Our fruit bowl always looks like this from December through January and often beyond, largely because just about every Greek friend we have has citrus trees and they invariably have far too much fruit to eat themselves, luckily for us.
In fact, my dearly beloved often ends up juicing ours before they go "off" owing to the sheer quantity we usually receive. I know I've probably said it before, but when you eat oranges or mandarins that you've either picked yourself, or were grown not a stone's throw away, you get spoilt. Their flavour is that good. It's one of the great joys of the winter season. It's also why the only houses, or rooms, in which you'll see oranges in a bowl during the summer months will be in accommodation where tourists are staying. No self-respecting Rhodean resident will eat such tasteless matter, which has probably been shipped several thousand miles to reach the shops here. If you buy your oranges down the road in the local greengrocer's, you won't see them on sale there during the summer months.

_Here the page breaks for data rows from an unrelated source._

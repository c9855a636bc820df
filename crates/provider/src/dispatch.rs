use crate::routing::select_candidates;
use arc_swap::ArcSwap;
use chrono::{DateTime, Utc};
use quizgate_core::config::DispatchConfig;
use quizgate_core::error::{ErrorClass, GatewayError};
use quizgate_core::health::HealthTracker;
use quizgate_core::provider::{
    AttemptError, ChatExecutor, ChatMessage, ChatRequest, ChatResponse, Proxy, Usage,
};
use quizgate_core::registry::ProxyRegistry;
use serde::Serialize;
use std::sync::Arc;
use std::time::{Duration, Instant};

/// One completion to obtain from the pool.
#[derive(Debug, Clone)]
pub struct DispatchRequest {
    pub messages: Vec<ChatMessage>,
    /// Preferred model. Proxies that don't list it use their own default.
    pub model: Option<String>,
    pub temperature: Option<f64>,
    pub max_tokens: Option<u32>,
}

impl DispatchRequest {
    pub fn new(messages: Vec<ChatMessage>) -> Self {
        Self {
            messages,
            model: None,
            temperature: None,
            max_tokens: None,
        }
    }

    pub fn with_model(mut self, model: Option<String>) -> Self {
        self.model = model.filter(|m| !m.trim().is_empty());
        self
    }
}

/// Record of a single upstream call. Not persisted.
#[derive(Debug, Clone, Serialize)]
pub struct DispatchAttempt {
    pub proxy_name: String,
    pub model: String,
    pub started_at: DateTime<Utc>,
    pub latency_ms: u64,
    /// `None` on success.
    pub error: Option<ErrorClass>,
    pub status: Option<u16>,
}

#[derive(Debug, Clone)]
pub struct DispatchOutcome {
    pub content: String,
    pub proxy_name: String,
    pub model: String,
    pub usage: Option<Usage>,
    pub attempts: Vec<DispatchAttempt>,
}

/// Tries candidates strictly in priority order until one answers.
///
/// 429 and 5xx retry the same proxy with exponential backoff before moving
/// on; every other failure moves on immediately. Each attempt is reported to
/// the health tracker.
pub struct Dispatcher {
    registry: Arc<ProxyRegistry>,
    health: Arc<HealthTracker>,
    executor: Arc<dyn ChatExecutor>,
    config: ArcSwap<DispatchConfig>,
}

impl Dispatcher {
    pub fn new(
        registry: Arc<ProxyRegistry>,
        health: Arc<HealthTracker>,
        executor: Arc<dyn ChatExecutor>,
        config: DispatchConfig,
    ) -> Self {
        Self {
            registry,
            health,
            executor,
            config: ArcSwap::from_pointee(config),
        }
    }

    pub fn update_config(&self, config: DispatchConfig) {
        self.config.store(Arc::new(config));
    }

    pub fn config(&self) -> Arc<DispatchConfig> {
        self.config.load_full()
    }

    pub async fn invoke(&self, request: &DispatchRequest) -> Result<DispatchOutcome, GatewayError> {
        let config = self.config.load_full();
        // One snapshot for the whole invocation; a concurrent reload doesn't affect it.
        let snapshot = self.registry.snapshot();
        if snapshot.active().is_empty() {
            return Err(GatewayError::NoProxies);
        }

        let candidates = select_candidates(&snapshot, &self.health, request.model.as_deref());
        let mut attempts = Vec::new();
        let mut last_error: Option<ErrorClass> = None;

        for proxy in &candidates {
            let Some(model) = proxy.resolve_model(request.model.as_deref()) else {
                tracing::warn!(proxy = %proxy.name, "Proxy has no usable model, skipping");
                continue;
            };
            let chat = ChatRequest {
                model: model.to_string(),
                messages: request.messages.clone(),
                temperature: request.temperature.unwrap_or(config.temperature),
                max_tokens: request.max_tokens.unwrap_or(config.max_tokens),
                stream: false,
            };

            let mut retry = 0u32;
            loop {
                let started_at = Utc::now();
                let start = Instant::now();
                let result = self.attempt(proxy, &chat, &config).await;
                let latency = start.elapsed();

                match result {
                    Ok(response) => {
                        self.health.record_success(&proxy.name, latency);
                        attempts.push(attempt_record(proxy, &chat.model, started_at, latency, None));
                        tracing::info!(
                            proxy = %proxy.name,
                            model = %chat.model,
                            latency_ms = latency.as_millis() as u64,
                            attempts = attempts.len(),
                            "Completion succeeded"
                        );
                        return Ok(DispatchOutcome {
                            content: response.content,
                            proxy_name: proxy.name.clone(),
                            model: chat.model,
                            usage: response.usage,
                            attempts,
                        });
                    }
                    Err(err) => {
                        self.health.record_failure(&proxy.name, err.class);
                        attempts.push(attempt_record(
                            proxy,
                            &chat.model,
                            started_at,
                            latency,
                            Some(&err),
                        ));
                        last_error = Some(err.class);

                        if err.class.retries_same_proxy() && retry < config.max_same_proxy_retries {
                            let delay = config.backoff(retry);
                            tracing::warn!(
                                proxy = %proxy.name,
                                error = %err,
                                retry = retry + 1,
                                "Retrying same proxy in {delay:?}"
                            );
                            tokio::time::sleep(delay).await;
                            retry += 1;
                            continue;
                        }

                        tracing::warn!(proxy = %proxy.name, error = %err, "Attempt failed, failing over");
                        break;
                    }
                }
            }
        }

        tracing::error!(
            attempts = attempts.len(),
            last_error = ?last_error,
            "All proxies exhausted"
        );
        Err(GatewayError::AllProxiesExhausted {
            attempts: attempts.len(),
            last_error,
        })
    }

    /// One upstream call, bounded by the dispatch timeout whatever the executor does.
    async fn attempt(
        &self,
        proxy: &Proxy,
        chat: &ChatRequest,
        config: &DispatchConfig,
    ) -> Result<ChatResponse, AttemptError> {
        let timeout = Duration::from_secs(config.timeout_secs);
        match tokio::time::timeout(timeout, self.executor.complete(proxy, chat)).await {
            Ok(result) => result,
            Err(_) => Err(AttemptError::new(
                ErrorClass::Timeout,
                format!("no response within {timeout:?}"),
            )),
        }
    }
}

fn attempt_record(
    proxy: &Proxy,
    model: &str,
    started_at: DateTime<Utc>,
    latency: Duration,
    error: Option<&AttemptError>,
) -> DispatchAttempt {
    DispatchAttempt {
        proxy_name: proxy.name.clone(),
        model: model.to_string(),
        started_at,
        latency_ms: latency.as_millis() as u64,
        error: error.map(|e| e.class),
        status: error.and_then(|e| e.status),
    }
}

Mihalis, at least, does have oranges on his trees. He perked up when I mentioned those. Don't ask me why there doesn't seem to be such a crisis with the citrus fruit as there is with the olive harvest this year. The answer is quite beyond me.
It's not something I'll fret about, as long as I can peel a scrumptious navel while we're doing our couch-potato thing while watching Strictly. Bliss.
John. We are lucky as below us is our landlords garden with lemon,orange & mandarin trees. Nothing like a fresh squeezed orange or 2 for breakfast taken right off the tree.